When he cultivates instead of consumes.
When he protects without dominating.
When he loves without demanding.
When he speaks truth without cruelty.
When he sacrifices without applause.
When he repents without shame.
When he stands, stays, and gives himself away.

This is not masculinity as performance.
This is masculinity as Christlike maturity.

Men are not called to be impressive.
Men are called to be present.
Men are not called to be invincible.
Men are called to be faithful.
Men are not called to be conquerors.
Men are called to be servants of resurrection.

The Invitation

International Men’s Day should not be a celebration of stereotypes.
It should be a summons.

A call for men to rise from passivity.
To unlearn dominance.
To confront themselves.
To seek healing.
To pursue God.
To become men who carry weight without crushing others.
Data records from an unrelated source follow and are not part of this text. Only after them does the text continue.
//! services/api/src/web/middleware.rs
//!
//! Authentication middleware for protecting routes.

use axum::{extract::Request, middleware::Next, response::Response};
use uuid::Uuid;

use crate::error::ApiError;
use crate::web::state::CurrentUser;

pub const USER_ID_HEADER: &str = "x-user-id";

/// Reads the user id the auth gateway put in `x-user-id` and stores it as a
/// `CurrentUser` extension. Missing or malformed ids are rejected with 401.
pub async fn require_auth(mut req: Request, next: Next) -> Result<Response, ApiError> {
    let raw = req
        .headers()
        .get(USER_ID_HEADER)
        .and_then(|v| v.to_str().ok())
        .ok_or_else(|| ApiError::Unauthorized(format!("{} header is required", USER_ID_HEADER)))?;

    let user_id = Uuid::parse_str(raw.trim())
        .map_err(|_| ApiError::Unauthorized(format!("invalid {} format", USER_ID_HEADER)))?;

    req.extensions_mut().insert(CurrentUser(user_id));
    Ok(next.run(req).await)
}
Men do not need to reclaim power.
Men need to reclaim presence.

The world does not need louder men.
It needs deeper men.

Men who refuse to hide.
Men who listen before they speak.
Men who bless instead of break.
Men who take responsibility for the atmosphere they create.
Men who look like Jesus.

This is not the world’s masculinity.
This is not reactionary masculinity.
This is not churchy, polite masculinity.

This is reborn masculinity.

A Benediction for Men

May you be a man of quiet strength,
rooted in the love of Christ,
guided by His wisdom not fear.

May your courage be gentle
and your power used to heal.
May you carry compassion in your hands
and truth in your bones.

May the wounds you bear find mending,
and the wounds you’ve given find mercy.
May you walk with humility,
speak with kindness,
and live with holy wonder.

And as you go,
may Christ lead you,
steady you,
and shape you into a man who becomes whole.